Since this is my first Magic Mushroom Diaries Entry (in the form of a public blog post that is), I’ll give you a little background…
On February 5th, 2024 I’ll be celebrating my 2 year anniversary for getting off antidepressant meds.
In 1996, at the age of 16, I was diagnosed with major depressive disorder. I was put on antidepressant medications, and with the exception of a few failed attempts to get off of them, I remained medicated all the way up until 2022.
Then, in January of 2022, after already having been on a healing and spiritual journey for many years, I decided that I was ready to navigate life without anti-depressants and weaned myself off.
Once off the meds, I did a DMT trip, which was an extraordinary experience, but did not seem to have any lasting positive effects.
I found myself spiraling into severe burn-out (something that I’d felt coming for years, but kept at bay with band-aids) and depression, which I had felt confident I would be able to handle with the countless tools I’d gained over the last decade. I shared all about this in real time with a very real and raw blog post I titled, Burn-Out, Insomnia, Psychedelics & More [An Intimate Share💖].

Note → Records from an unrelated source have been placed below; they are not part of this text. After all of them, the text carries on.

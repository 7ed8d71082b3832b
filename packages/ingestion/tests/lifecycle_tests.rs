//! Lifecycle guards, operator overrides, merges and posting cascade.

mod common;

use common::{ingest_and_extract, listing};
use ingestion::lifecycle::{candidate_transition_allowed, posting_transition_allowed};
use ingestion::{
    Actor, Candidate, CandidateState, IngestError, Pipeline, PostingStatus,
};
use proptest::prelude::*;
use uuid::Uuid;

fn operator() -> Actor {
    Actor::Operator(Uuid::now_v7())
}

/// Project sample listing `n` into a `publishable` candidate (standard
/// trust, distinct content).
async fn publishable_candidate(pipeline: &Pipeline, n: usize) -> Candidate {
    let (new, result) = listing(n, "standard");
    let outcome = ingest_and_extract(pipeline, &new, result).await;
    assert_eq!(outcome.candidate.state, CandidateState::Publishable);
    outcome.candidate
}

/// Project sample listing `n` into a `published` candidate with its
/// posting (trusted source).
async fn published_candidate(pipeline: &Pipeline, n: usize) -> Candidate {
    let (new, result) = listing(n, "trusted");
    let outcome = ingest_and_extract(pipeline, &new, result).await;
    assert_eq!(outcome.candidate.state, CandidateState::Published);
    assert!(outcome.candidate.posting_id.is_some());
    outcome.candidate
}

#[tokio::test]
async fn disallowed_transition_is_a_conflict() {
    let pipeline = Pipeline::in_memory().await.unwrap();
    let candidate = publishable_candidate(&pipeline, 0).await;

    let err = pipeline
        .patch_candidate(&operator(), candidate.id, CandidateState::Processed, None)
        .await
        .unwrap_err();
    assert!(err.is_conflict());
}

#[tokio::test]
async fn destructive_patch_requires_a_reason() {
    let pipeline = Pipeline::in_memory().await.unwrap();
    let candidate = publishable_candidate(&pipeline, 0).await;

    let err = pipeline
        .patch_candidate(&operator(), candidate.id, CandidateState::Rejected, None)
        .await
        .unwrap_err();
    assert!(matches!(err, IngestError::Validation { .. }));

    let rejected = pipeline
        .patch_candidate(
            &operator(),
            candidate.id,
            CandidateState::Rejected,
            Some("spam listing"),
        )
        .await
        .unwrap();
    assert_eq!(rejected.state, CandidateState::Rejected);
}

#[tokio::test]
async fn publishing_materializes_the_posting() {
    let pipeline = Pipeline::in_memory().await.unwrap();
    let candidate = publishable_candidate(&pipeline, 0).await;
    assert!(candidate.posting_id.is_none());

    let published = pipeline
        .patch_candidate(&operator(), candidate.id, CandidateState::Published, None)
        .await
        .unwrap();

    let posting_id = published.posting_id.expect("posting should exist");
    let posting = pipeline.find_posting(posting_id).await.unwrap();
    assert_eq!(posting.status, PostingStatus::Active);
    assert_eq!(posting.candidate_id, candidate.id);
    assert!(posting.content_hash.is_some());

    let events = pipeline.events_for("posting", posting_id).await.unwrap();
    assert!(events.iter().any(|e| e.event_type == "posting_created"));
}

#[tokio::test]
async fn override_escapes_a_terminal_state_with_a_reason() {
    let pipeline = Pipeline::in_memory().await.unwrap();
    let candidate = publishable_candidate(&pipeline, 0).await;
    pipeline
        .patch_candidate(
            &operator(),
            candidate.id,
            CandidateState::Rejected,
            Some("mistake"),
        )
        .await
        .unwrap();

    // Rejected is terminal; the normal table has no way back.
    let err = pipeline
        .patch_candidate(&operator(), candidate.id, CandidateState::Publishable, None)
        .await
        .unwrap_err();
    assert!(err.is_conflict());

    let restored = pipeline
        .override_candidate(
            &operator(),
            candidate.id,
            CandidateState::Publishable,
            "rejected in error",
        )
        .await
        .unwrap();
    assert_eq!(restored.state, CandidateState::Publishable);

    let events = pipeline.events_for("candidate", candidate.id).await.unwrap();
    assert!(events.iter().any(|e| e.event_type == "state_overridden"));
}

#[tokio::test]
async fn override_is_operator_only_and_never_forces_merged() {
    let pipeline = Pipeline::in_memory().await.unwrap();
    let candidate = publishable_candidate(&pipeline, 0).await;

    let err = pipeline
        .override_candidate(
            &Actor::Machine("rogue".to_string()),
            candidate.id,
            CandidateState::Rejected,
            "because",
        )
        .await
        .unwrap_err();
    assert!(matches!(err, IngestError::Validation { .. }));

    let err = pipeline
        .override_candidate(&operator(), candidate.id, CandidateState::Merged, "force")
        .await
        .unwrap_err();
    assert!(matches!(err, IngestError::Validation { .. }));
}

#[tokio::test]
async fn merge_unions_discoveries_and_adopts_the_posting() {
    let pipeline = Pipeline::in_memory().await.unwrap();
    let primary = publishable_candidate(&pipeline, 0).await;
    let secondary = published_candidate(&pipeline, 1).await;
    let posting_id = secondary.posting_id.unwrap();

    let merged = pipeline
        .merge_candidates(&operator(), primary.id, secondary.id, "same listing")
        .await
        .unwrap();

    assert_eq!(merged.posting_id, Some(posting_id));
    let posting = pipeline.find_posting(posting_id).await.unwrap();
    assert_eq!(posting.candidate_id, primary.id);

    let secondary = pipeline.find_candidate(secondary.id).await.unwrap();
    assert_eq!(secondary.state, CandidateState::Merged);
    assert!(secondary.posting_id.is_none());

    let primary_discoveries = Candidate::discovery_ids(pipeline.store().pool(), primary.id)
        .await
        .unwrap();
    assert_eq!(primary_discoveries.len(), 2);

    let events = pipeline.events_for("candidate", primary.id).await.unwrap();
    assert!(events.iter().any(|e| e.event_type == "merge_applied"));
    let events = pipeline.events_for("candidate", secondary.id).await.unwrap();
    assert!(events.iter().any(|e| e.event_type == "merged_away"));
}

#[tokio::test]
async fn publishing_after_merge_adoption_keeps_the_adopted_posting() {
    let pipeline = Pipeline::in_memory().await.unwrap();
    let primary = publishable_candidate(&pipeline, 0).await;
    let secondary = published_candidate(&pipeline, 1).await;
    let adopted_posting_id = secondary.posting_id.unwrap();

    pipeline
        .merge_candidates(&operator(), primary.id, secondary.id, "same listing")
        .await
        .unwrap();

    let published = pipeline
        .patch_candidate(&operator(), primary.id, CandidateState::Published, None)
        .await
        .unwrap();

    // The adopted posting stays canonical; no second posting appears.
    assert_eq!(published.posting_id, Some(adopted_posting_id));
    let postings = pipeline
        .list_postings(&ingestion::PostingFilter::default())
        .await
        .unwrap();
    let owned: Vec<_> = postings
        .iter()
        .filter(|p| p.candidate_id == primary.id)
        .collect();
    assert_eq!(owned.len(), 1);
    assert_eq!(owned[0].id, adopted_posting_id);
    assert_eq!(owned[0].status, PostingStatus::Active);
}

#[tokio::test]
async fn merging_two_posting_owners_is_a_conflict() {
    let pipeline = Pipeline::in_memory().await.unwrap();
    let a = published_candidate(&pipeline, 0).await;
    let b = published_candidate(&pipeline, 1).await;

    let err = pipeline
        .merge_candidates(&operator(), a.id, b.id, "oops")
        .await
        .unwrap_err();
    assert!(err.is_conflict());

    // Nothing changed.
    assert_eq!(
        pipeline.find_candidate(b.id).await.unwrap().state,
        CandidateState::Published
    );
}

#[tokio::test]
async fn self_merge_is_rejected() {
    let pipeline = Pipeline::in_memory().await.unwrap();
    let candidate = publishable_candidate(&pipeline, 0).await;

    let err = pipeline
        .merge_candidates(&operator(), candidate.id, candidate.id, "loop")
        .await
        .unwrap_err();
    assert!(matches!(err, IngestError::Validation { .. }));
}

#[tokio::test]
async fn archiving_a_posting_cascades_to_its_candidate() {
    let pipeline = Pipeline::in_memory().await.unwrap();
    let candidate = published_candidate(&pipeline, 0).await;
    let posting_id = candidate.posting_id.unwrap();

    let posting = pipeline
        .patch_posting(
            &Actor::pipeline(),
            posting_id,
            PostingStatus::Archived,
            Some("listing removed upstream"),
        )
        .await
        .unwrap();
    assert_eq!(posting.status, PostingStatus::Archived);

    let candidate = pipeline.find_candidate(candidate.id).await.unwrap();
    assert_eq!(candidate.state, CandidateState::Archived);
}

#[tokio::test]
async fn closing_a_posting_is_operator_only() {
    let pipeline = Pipeline::in_memory().await.unwrap();
    let candidate = published_candidate(&pipeline, 0).await;
    let posting_id = candidate.posting_id.unwrap();

    let err = pipeline
        .patch_posting(
            &Actor::pipeline(),
            posting_id,
            PostingStatus::Closed,
            Some("done"),
        )
        .await
        .unwrap_err();
    assert!(err.is_conflict());

    let posting = pipeline
        .patch_posting(&operator(), posting_id, PostingStatus::Closed, Some("filled"))
        .await
        .unwrap();
    assert_eq!(posting.status, PostingStatus::Closed);

    let candidate = pipeline.find_candidate(candidate.id).await.unwrap();
    assert_eq!(candidate.state, CandidateState::Closed);
}

proptest! {
    #[test]
    fn allowed_transitions_never_leave_terminal_states(
        from in prop::sample::select(CandidateState::ALL.to_vec()),
        to in prop::sample::select(CandidateState::ALL.to_vec()),
    ) {
        if candidate_transition_allowed(from, to) {
            prop_assert!(!from.is_terminal());
            prop_assert_ne!(to, CandidateState::Merged);
            prop_assert_ne!(from, to);
        }
    }

    #[test]
    fn closed_postings_have_no_exit_and_need_an_operator(
        from in prop::sample::select(PostingStatus::ALL.to_vec()),
        to in prop::sample::select(PostingStatus::ALL.to_vec()),
        is_operator in any::<bool>(),
    ) {
        if posting_transition_allowed(from, to, is_operator) {
            prop_assert_ne!(from, PostingStatus::Closed);
            if to == PostingStatus::Closed {
                prop_assert!(is_operator);
            }
        }
    }
}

I subsequently traveled to Peru to work with Ayahuasca in June 2022 at an incredible center called the Temple of the Way of Light, where I participated in 6 Ayahuasca ceremonies over 11 nights with 20 others in the Amazon jungle with 5 indigenous shaman and 2 incredible facilitators.
It was a psychedelic experience I have yet to blog about because it was so complex, and so out of this world, that I’m simply not sure I can express it using words!

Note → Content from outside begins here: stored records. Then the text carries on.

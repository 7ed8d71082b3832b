//! Source trust policy records and the resolved effective policy.

use std::collections::HashMap;

use chrono::{DateTime, Utc};
use serde::{Deserialize, Serialize};
use sqlx::sqlite::SqliteConnection;
use sqlx::types::Json;
use sqlx::{FromRow, SqlitePool};

use crate::error::{IngestError, Result};
use crate::types::Actor;

/// How much a source is trusted by default.
#[derive(Debug, Clone, Copy, PartialEq, Eq, Serialize, Deserialize, sqlx::Type, Default)]
#[sqlx(rename_all = "snake_case")]
#[serde(rename_all = "snake_case")]
pub enum TrustLevel {
    Trusted,
    #[default]
    Standard,
    Untrusted,
}

impl std::fmt::Display for TrustLevel {
    fn fmt(&self, f: &mut std::fmt::Formatter<'_>) -> std::fmt::Result {
        let s = match self {
            TrustLevel::Trusted => "trusted",
            TrustLevel::Standard => "standard",
            TrustLevel::Untrusted => "untrusted",
        };
        write!(f, "{s}")
    }
}

impl std::str::FromStr for TrustLevel {
    type Err = IngestError;

    fn from_str(s: &str) -> Result<Self> {
        match s {
            "trusted" => Ok(TrustLevel::Trusted),
            "standard" => Ok(TrustLevel::Standard),
            "untrusted" => Ok(TrustLevel::Untrusted),
            _ => Err(IngestError::validation(format!("invalid trust level: {s}"))),
        }
    }
}

/// Stored policy row, keyed `source:*`, `module:*` or `default:*`.
#[derive(Debug, Clone, Serialize, Deserialize, FromRow)]
pub struct SourceTrustPolicy {
    pub policy_key: String,
    pub trust_level: TrustLevel,
    pub auto_publish: bool,
    pub requires_moderation: bool,
    pub merge_decision_actions: Json<HashMap<String, String>>,
    pub merge_decision_reasons: Json<HashMap<String, String>>,
    pub moderation_routes: Json<HashMap<String, String>>,
    pub default_moderation_route: Option<String>,
    pub enabled: bool,
    pub created_at: DateTime<Utc>,
    pub updated_at: DateTime<Utc>,
}

pub(crate) const POLICY_COLUMNS: &str = "policy_key, trust_level, auto_publish, requires_moderation, \
     merge_decision_actions, merge_decision_reasons, moderation_routes, \
     default_moderation_route, enabled, created_at, updated_at";

impl SourceTrustPolicy {
    pub(crate) async fn find_enabled(
        conn: &mut SqliteConnection,
        policy_key: &str,
    ) -> Result<Option<Self>> {
        let policy = sqlx::query_as::<_, Self>(&format!(
            "SELECT {POLICY_COLUMNS} FROM trust_policies WHERE policy_key = $1 AND enabled = 1"
        ))
        .bind(policy_key)
        .fetch_optional(conn)
        .await?;

        Ok(policy)
    }

    pub async fn find_by_key(pool: &SqlitePool, policy_key: &str) -> Result<Option<Self>> {
        let policy = sqlx::query_as::<_, Self>(&format!(
            "SELECT {POLICY_COLUMNS} FROM trust_policies WHERE policy_key = $1"
        ))
        .bind(policy_key)
        .fetch_optional(pool)
        .await?;

        Ok(policy)
    }

    pub async fn list(pool: &SqlitePool) -> Result<Vec<Self>> {
        let policies = sqlx::query_as::<_, Self>(&format!(
            "SELECT {POLICY_COLUMNS} FROM trust_policies ORDER BY policy_key"
        ))
        .fetch_all(pool)
        .await?;

        Ok(policies)
    }

    /// Resolve this row into an effective policy, filling absent
    /// optionals from the trust-level defaults.
    pub fn to_effective(&self) -> EffectivePolicy {
        let defaults = EffectivePolicy::for_trust_level(self.trust_level);
        EffectivePolicy {
            auto_publish: self.auto_publish,
            requires_moderation: self.requires_moderation,
            merge_decision_actions: self.merge_decision_actions.0.clone(),
            merge_decision_reasons: self.merge_decision_reasons.0.clone(),
            moderation_routes: self.moderation_routes.0.clone(),
            default_moderation_route: self
                .default_moderation_route
                .clone()
                .unwrap_or(defaults.default_moderation_route),
        }
    }
}

/// The resolved publish/moderation policy for one decision.
///
/// Fetched fresh per decision; never cached across a policy edit.
#[derive(Debug, Clone, Serialize, Deserialize)]
pub struct EffectivePolicy {
    pub auto_publish: bool,
    pub requires_moderation: bool,
    pub merge_decision_actions: HashMap<String, String>,
    pub merge_decision_reasons: HashMap<String, String>,
    pub moderation_routes: HashMap<String, String>,
    pub default_moderation_route: String,
}

impl EffectivePolicy {
    /// Built-in defaults when no policy row matches.
    pub fn for_trust_level(level: TrustLevel) -> Self {
        let (auto_publish, requires_moderation) = match level {
            TrustLevel::Trusted => (true, false),
            TrustLevel::Standard => (false, false),
            TrustLevel::Untrusted => (false, true),
        };

        Self {
            auto_publish,
            requires_moderation,
            merge_decision_actions: HashMap::new(),
            merge_decision_reasons: HashMap::new(),
            moderation_routes: HashMap::new(),
            default_moderation_route: crate::router::DEFAULT_MODERATION_ROUTE.to_string(),
        }
    }
}

/// Enable/disable toggles and upserts are audited with this payload.
pub(crate) async fn record_policy_event(
    conn: &mut SqliteConnection,
    policy_key: &str,
    operation: &str,
    actor: &Actor,
    enabled_before: Option<bool>,
    enabled_after: bool,
) -> Result<()> {
    // Policy keys are strings, not uuids; the event entity id is a
    // stable UUIDv5-style hash of the key so the audit read path can
    // address them uniformly.
    let entity_id = crate::types::policy::policy_entity_id(policy_key);
    crate::types::ProvenanceEvent::record(
        conn,
        "trust_policy",
        entity_id,
        operation,
        actor,
        serde_json::json!({
            "policy_key": policy_key,
            "enabled_before": enabled_before,
            "enabled_after": enabled_after,
        }),
    )
    .await
}

/// Deterministic event entity id for a policy key.
pub fn policy_entity_id(policy_key: &str) -> uuid::Uuid {
    uuid::Uuid::new_v5(&uuid::Uuid::NAMESPACE_OID, policy_key.as_bytes())
}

Just two weeks after returning from my trip to Peru however, my grandmother died, and a week later my beloved cat, Bob, fell off the balcony in front of me and died in my arms on the way to the emergency room. I share more about that in the Rise & Thrive Manifesto HERE.
A few months later I considered returning to antidepressants to take the edge off, as I just felt so heavy and uninspired… As if I was experiencing the world in greyscale despite living in bright, sunny Miami.
Instead, I decided to macrodose magic mushrooms, knowing that there is evidence to suggest that psilocybin can be effective at helping people suffering from clinical depression and anxiety.
I kayaked with a friend to a small island in Biscayne Bay (near my apartment), created a ceremonial space complete with everything needed to facilitate a transformational experience, and off we went on a trip that would change the trajectory of my life!
I walked (or paddled rather) away from that experience feeling deeply connected to not only my own spirit, but the universal consciousness that includes the energy of all creation.
The world around me presented in living color once again, and I knew in my heart of hearts that nature could provide everything I needed to navigate life without returning to prescription antidepressants.
I’ve been working with psilocybin regularly ever since, using it as-needed (usually every couple months) for a “reset,” with amazing results.
Thanks for reading this, and I look forward to continue sharing my experiences with you!
IMPORTANT DISCLAIMER: Psychedelics are NOT for everyone and I recommend guidance from a professional if you’re considering the possibility of working with any kind of plant-medicine.